Showdown in Seattle: Five Days That Shook the WTO is a 1999 documentary film, first broadcast in daily half-hour installments, about the November 1999 protests against the Ministerial Conference of the World Trade Organization (WTO) in Seattle, Washington.

==Background==
Activists and groups on the left opposed the World Trade Organization and its 1999 Ministerial Conference in Seattle as they saw the WTO as anti-democratic, autocratic, secretive and unaccountable, and as a threat to democratic oversight and national sovereignty. The Uruguay Round of trade negotiations, which sought to limit the effects of "barriers to trade" such as food safety laws, safety standards and investment laws, was especially vociferously opposed. The tactics employed by protesters in Seattle, such as the use of lock-ons, were influenced by innovations made by Earth First! from the mid-1990s.

==Production==
The film was produced by Deep Dish Television, the Independent Media Center, Big Noise Films, Changing America, Free Speech TV, Headwaters Action Video, Paper Tiger TV, VideoActive, and Whispered Media.

==Overview==
Showdown in Seattle comprises five 30-minute segments that chronicle the protest events of the week of November 29 to December 5, 1999. Its documentation of events on the streets is intermingled with contextual information about the work of the WTO and statements from representatives of organizations that participated in the protests. The film focuses in particular on the space of the street, where people were brought together by protests and direct actions: not only the trade unionists, environmentalists and anarchists brought together by their shared opposition to the WTO, but also interactions between protesters and WTO delegates. One section of the film juxtaposes interviews with protesters who describe these encounters and alliances with footage of "the actual occurrence of collective mobilization and identities occurring on the street." The film's final two segments focus on global food production and attacks on civil liberties alleged by members of the National Lawyers Guild to have been committed by police during the protests.

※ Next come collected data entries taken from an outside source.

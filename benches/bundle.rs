use criterion::{Criterion, criterion_group, criterion_main};
use prism_highlighter::{
    BundleBuilder, Component, ComponentCatalog, Configuration, MemorySource, Plugin,
};

fn bundle_benchmark(c: &mut Criterion) {
    let catalog = ComponentCatalog::load_from_file("src/fixtures/components.json")
        .expect("Failed to load catalog");

    let mut source = MemorySource::new();
    let grammar = "Prism.languages.x={comment:/\\/\\/.*/,string:/\"(?:\\\\.|[^\"])*\"/};".repeat(40);
    for language in catalog.languages() {
        source.insert(Component::Language(&language.id), grammar.clone());
    }
    for plugin in Plugin::ALL {
        source.insert(Component::PluginScript(plugin), "(function(){})()");
        source.insert(Component::PluginStyle(plugin), "pre { position: relative; }");
    }
    source.insert(Component::Language("core"), grammar.repeat(5));
    source.insert(Component::Theme("prism"), "code { color: black; }");

    let config = Configuration {
        languages: catalog.languages().map(|l| l.id.clone()).collect(),
        ..Configuration::default()
    }
    .normalized();
    let builder = BundleBuilder::new(&source, Some(&catalog));

    c.bench_function("build every language", |b| {
        b.iter(|| {
            let artifact = builder.build(&config);
            std::hint::black_box(artifact);
        })
    });
}

fn catalog_benchmark(c: &mut Criterion) {
    let json = std::fs::read_to_string("src/fixtures/components.json")
        .expect("Failed to read catalog");

    c.bench_function("catalog parse", |b| {
        b.iter(|| {
            let catalog = ComponentCatalog::from_json_str(&json).expect("Failed to parse catalog");
            std::hint::black_box(catalog);
        })
    });
}

criterion_group!(benches, bundle_benchmark, catalog_benchmark);
criterion_main!(benches);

The film also documents the formation of the Independent Media Center a month prior to the protests. The filmmaker and critic Hito Steyerl, in an essay on Showdown in Seattle and "the articulation of protest," describes the film's depiction of its own process of production as follows: Toward the end of the two and a half-hour film series, there is a segment, in which the viewer is taken on a tour through the production site of the film, the studio set up in Seattle. What is seen there is impressive. The entire film was shot and edited during the period of the protests. A half-hour program was broadcast every evening. This requires a considerable logistic effort, and the internal organization of the [Independent Media Center] office accordingly does not look principally different from a commercial TV broadcaster. We see how pictures from countless video cameras come into the studio, how they are viewed, how useable sections are excerpted, how they are edited into another shot, and so forth. Various media are listed, in which and through which publicizing is carried out, such as fax, telephone, WWW, satellite, etc. We see how the work of organizing information, in other words pictures and sound, is conducted: there is a video desk, production plans, etc. What is presented is the portrayal of a chain of production of information, or more precisely in the definition of the producers: counter-information, which is negatively defined by its distance to the information from the corporate media criticized for their one-sidedness. What this involves, then, is a mirror-image replica of the conventional production of information and representation with all its hierarchies, a faithful reproduction of the corporate media's manner of production – only apparently for a different purpose.

==Critical reception==
Steyerl describes the film as "extraordinarily stirring" and examines its uncritical use of the conceit of the "voice of the people", understood as "the addition of voices of individual speakers from protest groups, [non-governmental organizations], unions, etc." Steyerl compares the juxtaposition of these groups and individuals' differing, and sometimes contradictory, viewpoints to the filmic technique of montage: the different statements are thus transformed into a chain of formal equivalencies, which adds the political demands together in the same way that pictures and sounds are strung together in the conventional chain of montage in the media chain of production. In this way, the form is completely analogous to the language of form used by the criticized corporate media, only the content is different, namely an additive compilation of voices resulting in the voice of the people when taken together.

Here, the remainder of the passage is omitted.